* [What is being asked]
Note each line in the data below that holds "flatten", and copy it.

Collected data:
--- START ---
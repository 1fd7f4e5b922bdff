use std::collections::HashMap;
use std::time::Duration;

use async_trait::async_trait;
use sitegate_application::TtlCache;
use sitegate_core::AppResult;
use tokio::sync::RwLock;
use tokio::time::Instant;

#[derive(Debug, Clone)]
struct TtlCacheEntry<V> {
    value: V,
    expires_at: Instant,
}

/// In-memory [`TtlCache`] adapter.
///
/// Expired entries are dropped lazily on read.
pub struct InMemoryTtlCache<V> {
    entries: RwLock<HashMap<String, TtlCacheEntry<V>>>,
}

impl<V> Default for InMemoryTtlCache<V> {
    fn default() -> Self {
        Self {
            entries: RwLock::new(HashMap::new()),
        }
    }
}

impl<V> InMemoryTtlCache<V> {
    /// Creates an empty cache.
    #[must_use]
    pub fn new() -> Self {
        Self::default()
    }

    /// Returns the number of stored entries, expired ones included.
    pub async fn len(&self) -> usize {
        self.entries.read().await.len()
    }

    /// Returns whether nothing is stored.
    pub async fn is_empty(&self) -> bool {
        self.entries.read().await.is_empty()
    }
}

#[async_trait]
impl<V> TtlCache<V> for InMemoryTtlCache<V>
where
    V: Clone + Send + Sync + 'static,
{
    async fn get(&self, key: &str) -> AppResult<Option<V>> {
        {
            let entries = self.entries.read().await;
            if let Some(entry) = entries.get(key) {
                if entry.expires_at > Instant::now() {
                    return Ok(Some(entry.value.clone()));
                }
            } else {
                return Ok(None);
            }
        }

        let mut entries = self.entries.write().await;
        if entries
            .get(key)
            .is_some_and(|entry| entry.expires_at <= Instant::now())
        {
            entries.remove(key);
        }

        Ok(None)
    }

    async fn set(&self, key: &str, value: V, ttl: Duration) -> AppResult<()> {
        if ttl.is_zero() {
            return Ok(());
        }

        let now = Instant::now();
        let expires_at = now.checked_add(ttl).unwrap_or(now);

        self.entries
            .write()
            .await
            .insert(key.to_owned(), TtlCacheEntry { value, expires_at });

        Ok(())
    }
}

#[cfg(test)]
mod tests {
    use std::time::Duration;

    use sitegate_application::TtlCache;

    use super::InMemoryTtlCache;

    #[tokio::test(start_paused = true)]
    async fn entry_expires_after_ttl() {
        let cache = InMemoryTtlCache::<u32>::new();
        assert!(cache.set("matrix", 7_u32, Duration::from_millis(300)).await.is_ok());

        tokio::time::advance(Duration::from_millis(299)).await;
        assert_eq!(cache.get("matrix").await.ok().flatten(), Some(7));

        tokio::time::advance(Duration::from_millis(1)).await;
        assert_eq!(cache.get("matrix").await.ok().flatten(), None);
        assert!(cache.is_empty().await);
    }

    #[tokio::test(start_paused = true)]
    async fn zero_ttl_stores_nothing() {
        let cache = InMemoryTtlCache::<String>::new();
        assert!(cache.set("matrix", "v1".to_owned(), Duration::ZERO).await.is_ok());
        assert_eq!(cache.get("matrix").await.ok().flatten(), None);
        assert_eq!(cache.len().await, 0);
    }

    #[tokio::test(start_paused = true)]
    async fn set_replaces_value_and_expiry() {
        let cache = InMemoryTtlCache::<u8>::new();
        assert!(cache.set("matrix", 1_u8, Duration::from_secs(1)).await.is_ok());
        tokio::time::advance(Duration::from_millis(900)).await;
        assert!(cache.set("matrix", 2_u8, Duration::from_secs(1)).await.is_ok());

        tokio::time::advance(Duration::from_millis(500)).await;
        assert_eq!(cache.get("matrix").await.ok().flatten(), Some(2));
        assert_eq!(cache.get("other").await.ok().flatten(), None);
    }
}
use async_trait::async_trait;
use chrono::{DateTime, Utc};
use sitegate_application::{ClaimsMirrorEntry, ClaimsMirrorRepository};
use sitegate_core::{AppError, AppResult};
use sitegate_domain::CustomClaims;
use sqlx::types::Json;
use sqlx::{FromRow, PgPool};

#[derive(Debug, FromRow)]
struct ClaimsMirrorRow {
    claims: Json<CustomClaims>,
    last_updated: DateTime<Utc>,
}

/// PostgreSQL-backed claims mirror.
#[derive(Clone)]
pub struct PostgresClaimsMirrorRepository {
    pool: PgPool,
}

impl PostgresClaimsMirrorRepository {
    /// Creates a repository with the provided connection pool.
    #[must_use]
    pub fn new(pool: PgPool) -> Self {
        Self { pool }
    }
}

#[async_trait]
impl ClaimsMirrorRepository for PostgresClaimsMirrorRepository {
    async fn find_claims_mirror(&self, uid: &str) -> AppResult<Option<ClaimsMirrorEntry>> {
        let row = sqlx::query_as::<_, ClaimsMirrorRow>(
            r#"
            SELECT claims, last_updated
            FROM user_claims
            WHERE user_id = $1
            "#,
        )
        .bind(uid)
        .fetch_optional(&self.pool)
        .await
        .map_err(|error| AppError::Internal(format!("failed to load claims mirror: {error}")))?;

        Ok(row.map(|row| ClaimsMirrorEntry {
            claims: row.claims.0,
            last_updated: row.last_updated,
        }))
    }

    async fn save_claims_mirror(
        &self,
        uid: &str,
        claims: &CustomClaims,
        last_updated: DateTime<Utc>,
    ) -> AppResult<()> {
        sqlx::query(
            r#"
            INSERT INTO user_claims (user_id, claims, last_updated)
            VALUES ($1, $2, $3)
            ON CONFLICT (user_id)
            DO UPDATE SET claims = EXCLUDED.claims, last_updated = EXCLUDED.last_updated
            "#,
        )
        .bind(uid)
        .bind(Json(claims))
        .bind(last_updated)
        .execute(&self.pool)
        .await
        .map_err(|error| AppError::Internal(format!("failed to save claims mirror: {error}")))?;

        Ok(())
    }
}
--- END ---
* [Exercise solution]
        assert_eq!(cache.get("matrix").await.ok().flatten(), Some(7));
        assert_eq!(cache.get("matrix").await.ok().flatten(), None);
        assert_eq!(cache.get("matrix").await.ok().flatten(), None);
        assert_eq!(cache.get("matrix").await.ok().flatten(), Some(2));
        assert_eq!(cache.get("other").await.ok().flatten(), None);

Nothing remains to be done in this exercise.